A mí eso me pasa en el cuarto de baño. Cierro la puerta y tengo recuerdos. Normalmente recuerdos buenos. A veces me echan en cara que estoy demasiadas horas en el baño y que al salir no doy explicaciones. Lo que pasa es que los recuerdos no se pueden explicar. Eso es lo que pasa. Y, claro, mi madre se enfada. Seguramente porque está mayor ya, pero no hay que tenérselo en cuenta, no muy en cuenta por lo menos. Mi padre no. Mi padre no escucha nada, o ésa es la impresión que da, como si tuviera una abeja en cada oído, y parece más sosegado que mi madre. Caza polillas y las clava en un corcho. Luego pone el nombre debajo, casi siempre en latín. También escribe mucho. De ahí mi afición, creo yo. Pero él escribe mucho mejor que yo, y pienso copiar algo suyo aquí, en estos apuntes míos, si consigo coger su cuaderno, para demostrar que escribe mejor que yo y que gracias a él tengo yo esta afición.
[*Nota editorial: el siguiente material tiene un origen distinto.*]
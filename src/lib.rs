//! Symphony - blue/green migration operator for Helm releases
//!
//! A `Migration` custom resource lists the Helm releases of one application
//! (typically `<app>-blue` and `<app>-green`), the chart they share and the
//! values of each. The operator drives the release backend toward that list
//! one step per pass and reports per-release availability, derived from the
//! application's Deployments, in the Migration's status.
//!
//! # Modules
//!
//! - [`crd`] - the Migration custom resource and its status types
//! - [`controller`] - work-queue driven reconciliation and status projection
//! - [`queue`] - deduplicating, rate-limited work queue
//! - [`observer`] - watch-backed object caches and change notifications
//! - [`release`] - release backend abstraction and the Helm CLI backend
//! - [`workload`] - Deployment observations keyed by release
//! - [`store`] - Migration reads and status writes
//! - [`events`] - Kubernetes Event publishing
//! - [`keys`] - label, key and naming conventions
//! - [`error`] - Error types for the operator

#![deny(missing_docs)]

pub mod controller;
pub mod crd;
pub mod error;
pub mod events;
pub mod keys;
pub mod observer;
pub mod queue;
pub mod release;
pub mod store;
pub mod workload;

pub use error::Error;

/// Result type alias using our custom Error type
pub type Result<T> = std::result::Result<T, Error>;

/// Name the operator reports as, used for Events and as the field manager
pub const CONTROLLER_NAME: &str = "symphony-operator";
//! Resource store for Migrations
//!
//! Reads come from the watch cache so a worker always sees the latest
//! snapshot at dispatch time. The only write the controller ever makes is
//! the status subresource.

use std::sync::Arc;

use async_trait::async_trait;
use kube::api::{Api, Patch, PatchParams};
use kube::{Client, ResourceExt};
use tracing::debug;

#[cfg(test)]
use mockall::automock;

use crate::crd::Migration;
use crate::observer::ObjectCache;
use crate::Error;

/// Read cached Migrations and persist their status
#[cfg_attr(test, automock)]
#[async_trait]
pub trait MigrationStore: Send + Sync {
    /// Shared snapshot of a Migration, `None` if it is not (or no longer) cached
    fn get(&self, namespace: &str, name: &str) -> Option<Arc<Migration>>;

    /// Owned copy of a Migration that the caller may mutate
    fn checkout(&self, namespace: &str, name: &str) -> Option<Migration> {
        self.get(namespace, name).map(|m| (*m).clone())
    }

    /// Persist the status block of `migration`
    ///
    /// # Arguments
    ///
    /// * `migration` - Object carrying the status to write; the spec is ignored
    async fn update_status(&self, migration: &Migration) -> Result<Migration, Error>;
}

/// Store backed by the Migration watch cache and the Kubernetes API
pub struct KubeMigrationStore {
    client: Client,
    cache: Arc<ObjectCache<Migration>>,
    field_manager: String,
}

impl KubeMigrationStore {
    /// Create a store reading from `cache` and writing through `client`
    pub fn new(client: Client, cache: Arc<ObjectCache<Migration>>, field_manager: &str) -> Self {
        Self {
            client,
            cache,
            field_manager: field_manager.to_string(),
        }
    }
}

#[async_trait]
impl MigrationStore for KubeMigrationStore {
    fn get(&self, namespace: &str, name: &str) -> Option<Arc<Migration>> {
        self.cache.get(namespace, name)
    }

    async fn update_status(&self, migration: &Migration) -> Result<Migration, Error> {
        let namespace = migration
            .namespace()
            .ok_or_else(|| Error::validation("migration has no namespace"))?;
        let api: Api<Migration> = Api::namespaced(self.client.clone(), &namespace);

        let status_patch = serde_json::json!({
            "status": migration.status
        });

        let updated = api
            .patch_status(
                &migration.name_any(),
                &PatchParams::apply(&self.field_manager),
                &Patch::Merge(&status_patch),
            )
            .await?;

        record_write(&self.cache, &updated);
        Ok(updated)
    }
}

/// Fold a successful status write into the cache
///
/// The next pass on this Migration may start before the watch delivers the
/// write; it must still see the revisions just recorded.
pub(crate) fn record_write(cache: &ObjectCache<Migration>, written: &Migration) {
    if cache.apply_if_newer(written.clone()).is_none() {
        debug!(
            migration = %written.key(),
            resource_version = ?written.resource_version(),
            "Cache already holds a newer copy"
        );
    }
}
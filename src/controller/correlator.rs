//! Map watch notifications to work-queue keys
//!
//! Migration changes enqueue the Migration itself. Workload changes are
//! traced back to their owning Migration through the `app` label: the
//! Migration with that name in the workload's namespace.
//!
//! The controller's own status writes are already in the cache when their
//! watch events arrive, so those events produce no notification here.

use k8s_openapi::api::apps::v1::Deployment;
use kube::ResourceExt;
use tracing::{debug, trace};

use crate::crd::Migration;
use crate::keys::APP_LABEL;
use crate::observer::Notification;
use crate::queue::WorkQueue;
use crate::store::MigrationStore;

/// Enqueue a Migration on add or update; deletions need no work
pub fn handle_migration(queue: &WorkQueue<String>, notification: Notification<Migration>) {
    match notification {
        Notification::Added(migration) => {
            trace!(migration = %migration.key(), "Migration added");
            queue.add(migration.key());
        }
        Notification::Updated { new, .. } => {
            trace!(migration = %new.key(), "Migration updated");
            queue.add(new.key());
        }
        Notification::Deleted(_) | Notification::DeletedUnknown { .. } => {}
    }
}

/// Enqueue the Migration owning a changed workload, if there is one
pub fn handle_workload(
    store: &dyn MigrationStore,
    queue: &WorkQueue<String>,
    notification: Notification<Deployment>,
) {
    if let Notification::Updated { old, new } = &notification {
        if old.resource_version().is_some() && old.resource_version() == new.resource_version() {
            trace!(workload = %new.name_any(), "Resync without change, ignoring");
            return;
        }
    }

    if let Notification::DeletedUnknown { key, .. } = &notification {
        debug!(workload = %key, "Recovered workload deleted while the watch was down");
    }

    if let Some(key) = owning_migration(store, notification.object()) {
        queue.add(key);
    }
}

/// Key of the live Migration that owns `workload`
pub fn owning_migration(store: &dyn MigrationStore, workload: &Deployment) -> Option<String> {
    let app = workload.labels().get(APP_LABEL)?;
    let namespace = workload.namespace().unwrap_or_default();

    let Some(migration) = store.get(&namespace, app) else {
        debug!(workload = %workload.name_any(), app = %app, "No migration for workload, ignoring");
        return None;
    };
    if migration.is_being_deleted() {
        debug!(workload = %workload.name_any(), app = %app, "Owning migration is being deleted, ignoring");
        return None;
    }
    Some(migration.key())
}
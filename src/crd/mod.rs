//! Custom Resource Definitions for Symphony
//!
//! This module contains the Migration CRD and its supporting types.

mod migration;
mod types;

pub use migration::{Migration, MigrationSpec, MigrationStatus};
pub use types::{upsert_condition, Condition, ConditionStatus, MigrationAction, ReleaseConfig};
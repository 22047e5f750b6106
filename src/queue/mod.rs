//! Deduplicating, rate-limited work queue of object keys
//!
//! Semantics follow the classic controller work queue:
//!
//! - an item waiting in the queue is never added twice
//! - an item handed to a worker is never handed to a second worker until
//!   `done` is called for it; adds during processing are parked and the
//!   item is re-queued by `done`
//! - after `shut_down` no further `get` succeeds
//!
//! Failed items come back through [`WorkQueue::add_rate_limited`], which asks
//! the queue's [`RateLimiter`] how long to wait.

mod rate_limiter;

use std::collections::{HashSet, VecDeque};
use std::hash::Hash;
use std::sync::Arc;
use std::time::Duration;

use parking_lot::Mutex;
use tokio::sync::Notify;
use tracing::trace;

pub use rate_limiter::{
    default_controller_rate_limiter, BackoffConfig, BucketRateLimiter,
    ItemExponentialRateLimiter, MaxOfRateLimiter, RateLimiter,
};

struct State<T> {
    queue: VecDeque<T>,
    dirty: HashSet<T>,
    processing: HashSet<T>,
    shutting_down: bool,
}

/// Work queue shared by the event handlers and the worker pool
pub struct WorkQueue<T> {
    state: Mutex<State<T>>,
    notify: Notify,
    limiter: Box<dyn RateLimiter<T>>,
}

impl<T> WorkQueue<T>
where
    T: Clone + Eq + Hash + Send + Sync + std::fmt::Debug + 'static,
{
    /// Create a queue backed by the given rate limiter
    pub fn new(limiter: impl RateLimiter<T> + 'static) -> Self {
        Self {
            state: Mutex::new(State {
                queue: VecDeque::new(),
                dirty: HashSet::new(),
                processing: HashSet::new(),
                shutting_down: false,
            }),
            notify: Notify::new(),
            limiter: Box::new(limiter),
        }
    }

    /// Create a queue using [`default_controller_rate_limiter`]
    pub fn with_default_rate_limiter() -> Self {
        Self::new(default_controller_rate_limiter())
    }

    /// Mark an item as needing processing
    ///
    /// No-op if it is already waiting or the queue is shutting down. An item
    /// currently being processed is parked until `done` is called for it.
    pub fn add(&self, item: T) {
        let mut state = self.state.lock();
        if state.shutting_down || state.dirty.contains(&item) {
            return;
        }
        state.dirty.insert(item.clone());
        if state.processing.contains(&item) {
            trace!(?item, "item in flight, parked until done");
            return;
        }
        state.queue.push_back(item);
        drop(state);
        self.notify.notify_one();
    }

    /// Wait for the next item
    ///
    /// Returns `None` once the queue has been shut down. The caller must
    /// call [`WorkQueue::done`] when finished with the returned item.
    pub async fn get(&self) -> Option<T> {
        loop {
            let notified = self.notify.notified();
            tokio::pin!(notified);
            // register before checking state so a concurrent add is not missed
            notified.as_mut().enable();

            {
                let mut state = self.state.lock();
                if state.shutting_down {
                    return None;
                }
                if let Some(item) = state.queue.pop_front() {
                    state.dirty.remove(&item);
                    state.processing.insert(item.clone());
                    let more = !state.queue.is_empty();
                    drop(state);
                    if more {
                        self.notify.notify_one();
                    }
                    return Some(item);
                }
            }

            notified.await;
        }
    }

    /// Mark an item as processed
    ///
    /// If it was added again while being processed it goes back on the queue.
    pub fn done(&self, item: &T) {
        let mut state = self.state.lock();
        state.processing.remove(item);
        if state.dirty.contains(item) && !state.shutting_down {
            state.queue.push_back(item.clone());
            drop(state);
            self.notify.notify_one();
        }
    }

    /// Clear the rate limiter's failure history for an item
    pub fn forget(&self, item: &T) {
        self.limiter.forget(item);
    }

    /// Number of times the item has been re-queued through the rate limiter
    pub fn num_requeues(&self, item: &T) -> u32 {
        self.limiter.num_requeues(item)
    }

    /// Re-add an item after the rate limiter says it may run again
    pub fn add_rate_limited(self: &Arc<Self>, item: T) {
        let delay = self.limiter.when(&item);
        self.add_after(item, delay);
    }

    /// Add an item once `delay` has elapsed
    pub fn add_after(self: &Arc<Self>, item: T, delay: Duration) {
        if self.shutting_down() {
            return;
        }
        if delay.is_zero() {
            self.add(item);
            return;
        }
        let queue = Arc::clone(self);
        tokio::spawn(async move {
            tokio::time::sleep(delay).await;
            queue.add(item);
        });
    }

    /// Number of items waiting to be handed out
    pub fn len(&self) -> usize {
        self.state.lock().queue.len()
    }

    /// Returns true when no item is waiting
    pub fn is_empty(&self) -> bool {
        self.len() == 0
    }

    /// Stop handing out items and wake every waiting worker
    pub fn shut_down(&self) {
        self.state.lock().shutting_down = true;
        self.notify.notify_waiters();
    }

    /// Returns true once `shut_down` has been called
    pub fn shutting_down(&self) -> bool {
        self.state.lock().shutting_down
    }
}
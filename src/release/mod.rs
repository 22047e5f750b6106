//! Release backend abstraction
//!
//! A release is one installed instance of the Migration's chart, named
//! `<app>-<group>`. The controller never talks to a backend directly; it goes
//! through [`ReleaseBackend`] so reconciliation can be tested without a
//! cluster.

mod helm;

use async_trait::async_trait;
use serde::{Deserialize, Serialize};

#[cfg(test)]
use mockall::automock;

use crate::Error;

pub use helm::{HelmCli, HelmConfig};

/// A release as reported by the backend
#[derive(Clone, Debug, Default, PartialEq, Eq, Serialize, Deserialize)]
pub struct Release {
    /// Release name (e.g. `demo-blue`)
    pub name: String,
    /// Namespace the release lives in
    pub namespace: String,
    /// Backend revision, bumped on every install or upgrade
    pub version: i32,
    /// Chart name and version, when the backend reports it
    pub chart: Option<String>,
}

/// Operations the controller needs from a release backend
#[cfg_attr(test, automock)]
#[async_trait]
pub trait ReleaseBackend: Send + Sync {
    /// List releases whose name matches the anchored regex `pattern`
    async fn list_releases(&self, pattern: &str) -> Result<Vec<Release>, Error>;

    /// Fetch a single release, `None` when it does not exist
    async fn get_release(&self, name: &str, namespace: &str) -> Result<Option<Release>, Error>;

    /// Install a new release from a packaged chart
    ///
    /// # Arguments
    ///
    /// * `chart` - Packaged chart archive bytes
    /// * `namespace` - Target namespace
    /// * `name` - Release name
    /// * `values` - Raw values document
    async fn install_release(
        &self,
        chart: &[u8],
        namespace: &str,
        name: &str,
        values: &str,
    ) -> Result<Release, Error>;

    /// Upgrade an existing release to the given chart and values
    async fn update_release(
        &self,
        name: &str,
        namespace: &str,
        chart: &[u8],
        values: &str,
    ) -> Result<Release, Error>;

    /// Uninstall a release
    ///
    /// Returns [`Error::ReleaseNotFound`] if the release does not exist.
    /// With `purge` false the release history is kept.
    async fn delete_release(&self, name: &str, namespace: &str, purge: bool) -> Result<(), Error>;
}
La cuestión es que suelo entrar mucho al baño, para no tener que escuchar a mi madre y para recordar cosas.
Lucas. Ejercicios
Si tuviera algo importante que decir. De joven hubiera podido contar cosas. De la guerra y de antes. Pero he olvidado casi todas. Algunas no, porque están ahí, dando vueltas. Además, yo he leído poco y eso es lo que se suele decir, no, que para aprender a escribir hay que leer, mucho. Yo sobre todo revistas de monte. A mí me gustan los ochomiles: el Shisha Pangma mucho. Es el más pequeño de los ochomiles, 8.027 metros, y tiene un nombre que llena la boca al decirlo. Shisha Pangma. María y yo solemos jugar a ese juego, a que hacemos una expedición a un ochomil y a que hablamos por radio. Está bien, a veces. Si no se te congelan los pies, o las manos, o los dedos de las manos, que es lo más común. A mí me gustan los ochomiles. El Shisha Pangma, y también el Nanga Parbat. El Shisha Pangma es malo. Ha matado a mucha gente. También el K2. Pero el nombre del K2 no me gusta, tan pequeño, tan científico. El Annapurna sí, y el Lhotse y el Manaslu también, pero menos. María siempre ha leído más que yo. Tiene una habitación llena de libros y con una cama y con un sillón. También me gusta mucho el bastón. Y por eso dejaba abiertas las puertas del taller casi siempre. Cuando había viento no. El bastón me lo regaló Ángel. Luego se murió. Ángel era marino. Segundo oficial. Era inteligente Ángel. Pero le gustaba la carpintería y tenía un poco de envidia. Cuando estaba en tierra iba más que yo a la carpintería. Y me contaba qué chicas, allí, en Australia. Ahora creo que está cerrada la carpintería. También cuando hace sol. No quiero ni pasar por allí. Creo que están medio podridas las puertas. También me gusta el reloj de cuco. Sólo se ha parado una vez. Cuando murió nuestro padre. Bueno, el reloj se paró al de una semana de morir nuestro padre, pero como dice María, decirlo así es como decirlo con más cariño: el cuco se paró cuando se murió nuestro padre. María dice que hay formas y formas de decir.